The machine consists of a rack containing three bottles of liquid which, combined, make up deadly potassium chloride. Tubes from each bottle join into one, which supplies the deadly mixture intravenously into the patient. The fatal dose is administered when a button is pushed.
Adkins died five or six minutes after she pressed the button on the device, which is similar to those used by some states for capital punishment.
'I feel I haven't broken any laws,' Kevorkian said. 'I'm prepared for any charge they want to bring. I'll follow what the law says.'
But he was not confident that prosecutors will approach his case fairly. 'Emotions will dictate what they will do, not law,' he said.
Thompson said he seek the injunction against use of the machine on Wednesday in Oakland County Circuit Court. The prosecutor said the Michigan Supreme Court held in 1920 that assisting in suicide is first-degree murder, but that the Michigan Court of Appeals rendered a contrary opinion in 1983.
'As you know, this case presents signicant medical, ethical and legal issues which we can not decide until a full investigation has been completed,' Thompson said.
Thompson said the fact that Adkins had Alzheimer's disease could present a special problem, because its victims with advanced forms of the degenerative disease may be incompetent to choose to end their lives. Alzheimer's kills brain cells and often leaves its victims severely disoriented.
The prosecutor declined to link the case to right-to-die issues or compare Kevorkian's device with suicide recipes offered by the Hemlock Society, which promotes suicide rights of people suffering from terminal diseases. 'My objective is to enforce the law,' he said.
Thompson said a state police investigation would take two weeks, but toxicology reports may not be available for two months.
Kevorkian said Adkins was the first patient to use the device.
'Once she pushed the button, she was unconscious in 25 seconds,' he said. 'After she lost consciousness, she was dead in five or six minutes.'
After Adkins died in Kevorkian's van in Goveland Oaks County Park east of Holly, Mich., he immediately called the state police and the Oakland County Prosecutor's office, Kevorkian said. Troopers confiscated the van and the suicide device.
Kevorkian said he chose the park for the suicide because he was unable to find any other facility -- such as a hospital, clinic, nursing home, church or funeral home -- that would accommodate them.
'She was very, very desirous of the option,' Kevorkian said. 'She was the calmest person. ... She was just aching to get this done.'
Kevorkian said Adkins, her husband, Ron, and a family friend flew to Michigan last weekend because providing the means to commit suicide is a felony in Oregon. 'Her three sons also knew she was coming here to commit suicide, and they agreed with her decision but they didn't want to come along,' he said.
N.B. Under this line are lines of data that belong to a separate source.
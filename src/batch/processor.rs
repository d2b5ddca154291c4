//! Two-level batch executor: sequential batches, bounded concurrency inside
//! each batch, retry per item.

use std::future::Future;
use std::time::{Duration, Instant};

use anyhow::Error;
use futures::future::join_all;

use super::limiter::ConcurrencyLimiter;
use super::retry::{retry, RetryPolicy};
use crate::config::{
    BATCH_CONCURRENCY, BATCH_SIZE, CSV_BATCH_CONCURRENCY, CSV_BATCH_RETRIES,
    CSV_BATCH_RETRY_DELAY_MS, CSV_BATCH_SIZE, DNS_BATCH_CONCURRENCY, DNS_BATCH_RETRIES,
    DNS_BATCH_RETRY_DELAY_MS, DNS_BATCH_SIZE, LOGGING_INTERVAL, RETRY_INITIAL_DELAY_MS,
    RETRY_MAX_ATTEMPTS,
};
use crate::error_handling::RetryError;

/// Batch sizing and per-item retry settings.
#[derive(Debug, Clone, PartialEq, Eq)]
pub struct BatchConfig {
    /// Items per batch. Batches run one after another.
    pub batch_size: usize,
    /// Items of one batch allowed in flight at once.
    pub concurrency: usize,
    /// Total attempts per item (not additional retries). Zero fails every item
    /// without invoking the processor.
    pub retries: u32,
    /// Base delay for the exponential backoff between attempts.
    pub retry_delay: Duration,
}

impl Default for BatchConfig {
    fn default() -> Self {
        Self {
            batch_size: BATCH_SIZE,
            concurrency: BATCH_CONCURRENCY,
            retries: RETRY_MAX_ATTEMPTS,
            retry_delay: Duration::from_millis(RETRY_INITIAL_DELAY_MS),
        }
    }
}

impl BatchConfig {
    /// Preset for network-bound DNS lookups.
    pub fn for_dns() -> Self {
        Self {
            batch_size: DNS_BATCH_SIZE,
            concurrency: DNS_BATCH_CONCURRENCY,
            retries: DNS_BATCH_RETRIES,
            retry_delay: Duration::from_millis(DNS_BATCH_RETRY_DELAY_MS),
        }
    }

    /// Preset for CPU-bound CSV row processing.
    pub fn for_csv() -> Self {
        Self {
            batch_size: CSV_BATCH_SIZE,
            concurrency: CSV_BATCH_CONCURRENCY,
            retries: CSV_BATCH_RETRIES,
            retry_delay: Duration::from_millis(CSV_BATCH_RETRY_DELAY_MS),
        }
    }

    pub fn with_concurrency(mut self, concurrency: usize) -> Self {
        self.concurrency = concurrency;
        self
    }

    pub fn retry_policy(&self) -> RetryPolicy {
        RetryPolicy::exponential(self.retries, self.retry_delay)
    }
}

/// An item whose processing failed after all attempts.
#[derive(Debug)]
pub struct BatchFailure<T> {
    pub item: T,
    pub error: Error,
}

/// Aggregate outcome of one [`BatchProcessor::process`] call.
///
/// `successful.len() + failed.len() == total_processed`. Both vectors keep
/// the relative input order of their items.
#[derive(Debug)]
pub struct BatchResult<T, R> {
    pub successful: Vec<R>,
    pub failed: Vec<BatchFailure<T>>,
    pub total_processed: usize,
    pub duration: Duration,
}

impl<T, R> BatchResult<T, R> {
    pub fn duration_ms(&self) -> f64 {
        self.duration.as_secs_f64() * 1000.0
    }
}

type ProgressCallback = Box<dyn Fn(usize, usize) + Send + Sync>;
type ErrorCallback<T> = Box<dyn Fn(&Error, &T) + Send + Sync>;

/// Runs a processor over many items with bounded concurrency and retries.
///
/// Items are split into batches of `batch_size`. Inside a batch, every item
/// waits on a [`ConcurrencyLimiter`] of `concurrency` permits, so peak
/// parallelism never exceeds `concurrency` even when `batch_size` is larger.
pub struct BatchProcessor<T> {
    config: BatchConfig,
    on_progress: Option<ProgressCallback>,
    on_error: Option<ErrorCallback<T>>,
}

impl<T: Clone> BatchProcessor<T> {
    pub fn new(config: BatchConfig) -> Self {
        Self {
            config,
            on_progress: None,
            on_error: None,
        }
    }

    /// Called once after each batch with `(processed, total)`.
    pub fn with_progress<F>(mut self, callback: F) -> Self
    where
        F: Fn(usize, usize) + Send + Sync + 'static,
    {
        self.on_progress = Some(Box::new(callback));
        self
    }

    /// Called for every item that exhausted its attempts.
    pub fn with_error_handler<F>(mut self, callback: F) -> Self
    where
        F: Fn(&Error, &T) + Send + Sync + 'static,
    {
        self.on_error = Some(Box::new(callback));
        self
    }

    pub fn config(&self) -> &BatchConfig {
        &self.config
    }

    /// Processes every item. Failures are collected, never propagated.
    pub async fn process<R, F, Fut>(&self, items: Vec<T>, processor: F) -> BatchResult<T, R>
    where
        F: Fn(T) -> Fut,
        Fut: Future<Output = Result<R, Error>>,
    {
        let start = Instant::now();
        let total = items.len();
        // A zero-permit limiter would never admit anything
        let limiter = ConcurrencyLimiter::new(self.config.concurrency.max(1));
        let policy = self.config.retry_policy();
        let batch_size = self.config.batch_size.max(1);

        let mut successful = Vec::with_capacity(total);
        let mut failed = Vec::new();
        let mut processed = 0usize;
        let mut batch_index = 0usize;

        let mut remaining = items.into_iter();
        loop {
            let batch: Vec<T> = remaining.by_ref().take(batch_size).collect();
            if batch.is_empty() {
                break;
            }
            let batch_len = batch.len();

            let outcomes = join_all(batch.into_iter().map(|item| {
                let limiter = &limiter;
                let policy = &policy;
                let processor = &processor;
                async move {
                    let outcome = match limiter.acquire().await {
                        Ok(permit) => {
                            let result = retry(policy, || processor(item.clone()))
                                .await
                                .map_err(RetryError::into_anyhow);
                            drop(permit);
                            result
                        }
                        Err(e) => Err(Error::new(e).context("Concurrency limiter closed")),
                    };
                    (item, outcome)
                }
            }))
            .await;

            for (item, outcome) in outcomes {
                match outcome {
                    Ok(value) => successful.push(value),
                    Err(error) => {
                        log::debug!("Batch item failed after retries: {error}");
                        if let Some(on_error) = &self.on_error {
                            on_error(&error, &item);
                        }
                        failed.push(BatchFailure { item, error });
                    }
                }
            }

            processed += batch_len;
            batch_index += 1;
            if batch_index % LOGGING_INTERVAL == 0 {
                log::debug!("Batch progress: {processed}/{total} items");
            }
            if let Some(on_progress) = &self.on_progress {
                on_progress(processed, total);
            }
        }

        BatchResult {
            successful,
            failed,
            total_processed: processed,
            duration: start.elapsed(),
        }
    }
}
Kevorkian said neither Adkins' husband nor the family friend wanted to be present when Adkins committed suicide, so they flew back to Oregon on Monday.
Kevorkian said Adkins did not want to live with the ravages of Alzheimer's disease. 'She was a housewife who traveled extensively,' he said. 'She taught English part time. She played the piano. But the disease took away her ability to read music. She couldn't even spell any more.
'She told me she wanted to take her life while she was still clear in her mind and knew what she was doing,' the doctor said. 'She said she wanted to do it before she slipped into a vegetative state.'
Kevorkian said Adkins contacted him in October when she learned about his device. He said he urged her to try an experimental drug treatment in Seattle in an attempt to put the disease into remission.
'At first I was not going to let her use the device,' Kevorkian said. 'But the Seattle treatment didn't work. She told me she had pills and she was going to (commit suicide) anyway. She just wanted to be sure and, medically, my device is much better than putting a sack over your head or trying to drown yourself. I consider this a doctor-assisted suicide.'
He said family members requested that her body be cremated so they could scatter her ashes in the Pacific Ocean.
'The last thing Janet Adkins said was, 'You just make my case known,'' Kevorkian said.